#![cfg_attr(feature = "fail-on-warnings", deny(warnings))]
#![warn(clippy::all, clippy::pedantic, clippy::nursery, clippy::cargo)]
#![allow(clippy::multiple_crate_versions, clippy::cargo_common_metadata)]

//! Command-line front end for the parcel map toolchain.
//!
//! Lists and exports zones, resolves coordinates to the governing zone,
//! appraises parcels, prefills inputs from listing text, and enriches
//! listing descriptions with the configured LLM.

use std::collections::BTreeSet;
use std::path::{Path, PathBuf};

use clap::{Parser, Subcommand};
use parcel_map_enrichment::cache::DescriptionEnrichmentCache;
use parcel_map_enrichment::openai::create_generator_from_env;
use parcel_map_investment::appraisal::{PropertyRequest, appraise};
use parcel_map_investment::listing::{extract_area_square_meters, extract_postal_address};
use parcel_map_investment_models::CostAssumptions;
use parcel_map_zoning::catalog::{load_catalog_json, seed_registry};
use parcel_map_zoning::geojson_export::to_feature_collection;
use parcel_map_zoning::registry::ZoneRegistry;
use parcel_map_zoning::resolver::ZoneResolver;
use parcel_map_zoning::{GeoPoint, Zone};
use parcel_map_zoning_models::ZoneFilter;

#[derive(Parser)]
#[command(name = "parcel_map", about = "Zoning lookup and parcel investment tool")]
struct Cli {
    /// Zone catalog JSON to load instead of the built-in Bucharest catalog
    #[arg(long, global = true)]
    catalog: Option<PathBuf>,

    #[command(subcommand)]
    command: Commands,
}

#[derive(Subcommand)]
enum Commands {
    /// List zones, optionally filtered by exact POT/CUT or a name fragment
    Zones {
        /// Only zones with exactly this POT
        #[arg(long)]
        pot: Option<f64>,
        /// Only zones with exactly this CUT
        #[arg(long)]
        cut: Option<f64>,
        /// Case-insensitive name fragment
        #[arg(long)]
        search: Option<String>,
        /// Print a `GeoJSON` `FeatureCollection` instead of a table
        #[arg(long)]
        geojson: bool,
    },
    /// Find the zone governing a coordinate, or look one up by name
    Resolve {
        /// Latitude in decimal degrees
        #[arg(long, requires = "lon", conflicts_with = "name")]
        lat: Option<f64>,
        /// Longitude in decimal degrees
        #[arg(long, requires = "lat", conflicts_with = "name")]
        lon: Option<f64>,
        /// Exact zone name
        #[arg(long, required_unless_present = "lat")]
        name: Option<String>,
    },
    /// Compute investment metrics for a parcel
    Appraise {
        /// Land area in square meters
        #[arg(long)]
        area: f64,
        /// Acquisition price
        #[arg(long)]
        price: f64,
        /// POT to use when no zone applies (default 15)
        #[arg(long)]
        pot: Option<f64>,
        /// CUT to use when no zone applies (default 0.2)
        #[arg(long)]
        cut: Option<f64>,
        /// Parcel latitude
        #[arg(long, requires = "lon")]
        lat: Option<f64>,
        /// Parcel longitude
        #[arg(long, requires = "lat")]
        lon: Option<f64>,
        /// Zone name from the listing
        #[arg(long)]
        zone: Option<String>,
        /// TOML file overriding construction cost, market price, and markup
        #[arg(long)]
        assumptions: Option<PathBuf>,
    },
    /// Pull the land area and postal address out of a listing description
    Extract {
        /// File holding the listing description (text or HTML)
        file: PathBuf,
    },
    /// Format a listing description as markdown with the configured LLM
    Enrich {
        /// File holding the listing description
        file: PathBuf,
        /// Listing identifier (defaults to the file name)
        #[arg(long)]
        id: Option<String>,
    },
}

#[tokio::main]
async fn main() -> Result<(), Box<dyn std::error::Error>> {
    pretty_env_logger::init();
    let cli = Cli::parse();

    match cli.command {
        Commands::Zones {
            pot,
            cut,
            search,
            geojson,
        } => {
            let registry = load_registry(cli.catalog.as_deref())?;
            let filter = ZoneFilter { pot, cut };
            let zones = select_zones(&registry, &filter, search.as_deref());

            if geojson {
                let collection = to_feature_collection(zones);
                println!("{}", serde_json::to_string_pretty(&collection)?);
            } else {
                print_zone_table(&zones);
            }
        }
        Commands::Resolve { lat, lon, name } => {
            let resolver = ZoneResolver::new(load_registry(cli.catalog.as_deref())?);
            let zone = match (lat, lon, name.as_deref()) {
                (Some(lat), Some(lon), _) => resolver.resolve(GeoPoint::new(lat, lon)),
                (_, _, Some(name)) => resolver.resolve(name),
                _ => None,
            };

            match zone {
                Some(zone) => println!("{}", serde_json::to_string_pretty(&zone_summary(zone))?),
                None => println!("No zone matched"),
            }
        }
        Commands::Appraise {
            area,
            price,
            pot,
            cut,
            lat,
            lon,
            zone,
            assumptions,
        } => {
            let resolver = ZoneResolver::new(load_registry(cli.catalog.as_deref())?);
            let assumptions = match assumptions {
                Some(path) => {
                    let toml_str = std::fs::read_to_string(&path)?;
                    log::info!("Loaded cost assumptions from {}", path.display());
                    parcel_map_investment::assumptions_from_toml(&toml_str)?
                }
                None => CostAssumptions::default(),
            };

            let request = PropertyRequest {
                area_square_meters: area,
                acquisition_price: price,
                location: lat.zip(lon).map(|(lat, lon)| GeoPoint::new(lat, lon)),
                zone_hint: zone,
                pot,
                cut,
            };

            let appraisal = appraise(&resolver, &request, &assumptions);
            println!("{}", serde_json::to_string_pretty(&appraisal)?);
        }
        Commands::Extract { file } => {
            let text = std::fs::read_to_string(&file)?;
            let extracted = serde_json::json!({
                "areaSquareMeters": extract_area_square_meters(&text),
                "postalAddress": extract_postal_address(&text),
            });
            println!("{}", serde_json::to_string_pretty(&extracted)?);
        }
        Commands::Enrich { file, id } => {
            let raw = std::fs::read_to_string(&file)?;
            let id = id.unwrap_or_else(|| listing_id_from_path(&file));
            let generator = create_generator_from_env()?;
            let cache = DescriptionEnrichmentCache::new();

            match cache.ensure_enriched(&id, &raw, &generator).await {
                Ok(markdown) => println!("{markdown}"),
                Err(e) => {
                    log::error!("Error generating markdown for {id}: {e}");
                    println!("{}", raw.trim());
                }
            }
        }
    }

    Ok(())
}

fn load_registry(catalog: Option<&Path>) -> Result<ZoneRegistry, Box<dyn std::error::Error>> {
    let Some(path) = catalog else {
        return Ok(seed_registry());
    };

    let json = std::fs::read_to_string(path)?;
    let registry = load_catalog_json(&json)?;
    log::info!("Loaded {} zones from {}", registry.len(), path.display());
    Ok(registry)
}

/// Zones matching both the POT/CUT filter and the name fragment, in
/// registration order.
fn select_zones<'a>(
    registry: &'a ZoneRegistry,
    filter: &ZoneFilter,
    search: Option<&str>,
) -> Vec<&'a Zone> {
    let named: BTreeSet<&str> = registry
        .search(search.unwrap_or_default())
        .map(|zone| zone.name.as_str())
        .collect();

    registry
        .filter(filter)
        .filter(|zone| named.contains(zone.name.as_str()))
        .collect()
}

fn print_zone_table(zones: &[&Zone]) {
    println!("{:<24} {:>6} {:>6}  DOCUMENT", "NAME", "POT", "CUT");
    println!("{}", "-".repeat(60));
    for zone in zones {
        println!(
            "{:<24} {:>6} {:>6}  {}",
            zone.name,
            format_optional(zone.pot),
            format_optional(zone.cut),
            zone.document_ref.as_deref().unwrap_or("-"),
        );
    }
    println!();
    println!("{} zone(s)", zones.len());
}

fn format_optional(value: Option<f64>) -> String {
    value.map_or_else(|| "-".to_string(), |v| v.to_string())
}

/// Zone fields without the boundary, for terminal output.
fn zone_summary(zone: &Zone) -> serde_json::Value {
    serde_json::json!({
        "name": zone.name,
        "pot": zone.pot,
        "cut": zone.cut,
        "restrictions": zone.restrictions,
        "documentRef": zone.document_ref,
        "vertices": zone.boundary.vertices().len(),
    })
}

fn listing_id_from_path(path: &Path) -> String {
    path.file_stem()
        .map_or_else(|| path.display().to_string(), |s| s.to_string_lossy().into_owned())
}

· · ·

Task. The line containing "use parcel_map_zoning::geojson_export::to_feature_collection;" marks the end: copy exactly every line from the top of the data above down to it, that line included.

Solution for this problem.
#![cfg_attr(feature = "fail-on-warnings", deny(warnings))]
#![warn(clippy::all, clippy::pedantic, clippy::nursery, clippy::cargo)]
#![allow(clippy::multiple_crate_versions, clippy::cargo_common_metadata)]

//! Command-line front end for the parcel map toolchain.
//!
//! Lists and exports zones, resolves coordinates to the governing zone,
//! appraises parcels, prefills inputs from listing text, and enriches
//! listing descriptions with the configured LLM.

use std::collections::BTreeSet;
use std::path::{Path, PathBuf};

use clap::{Parser, Subcommand};
use parcel_map_enrichment::cache::DescriptionEnrichmentCache;
use parcel_map_enrichment::openai::create_generator_from_env;
use parcel_map_investment::appraisal::{PropertyRequest, appraise};
use parcel_map_investment::listing::{extract_area_square_meters, extract_postal_address};
use parcel_map_investment_models::CostAssumptions;
use parcel_map_zoning::catalog::{load_catalog_json, seed_registry};
use parcel_map_zoning::geojson_export::to_feature_collection;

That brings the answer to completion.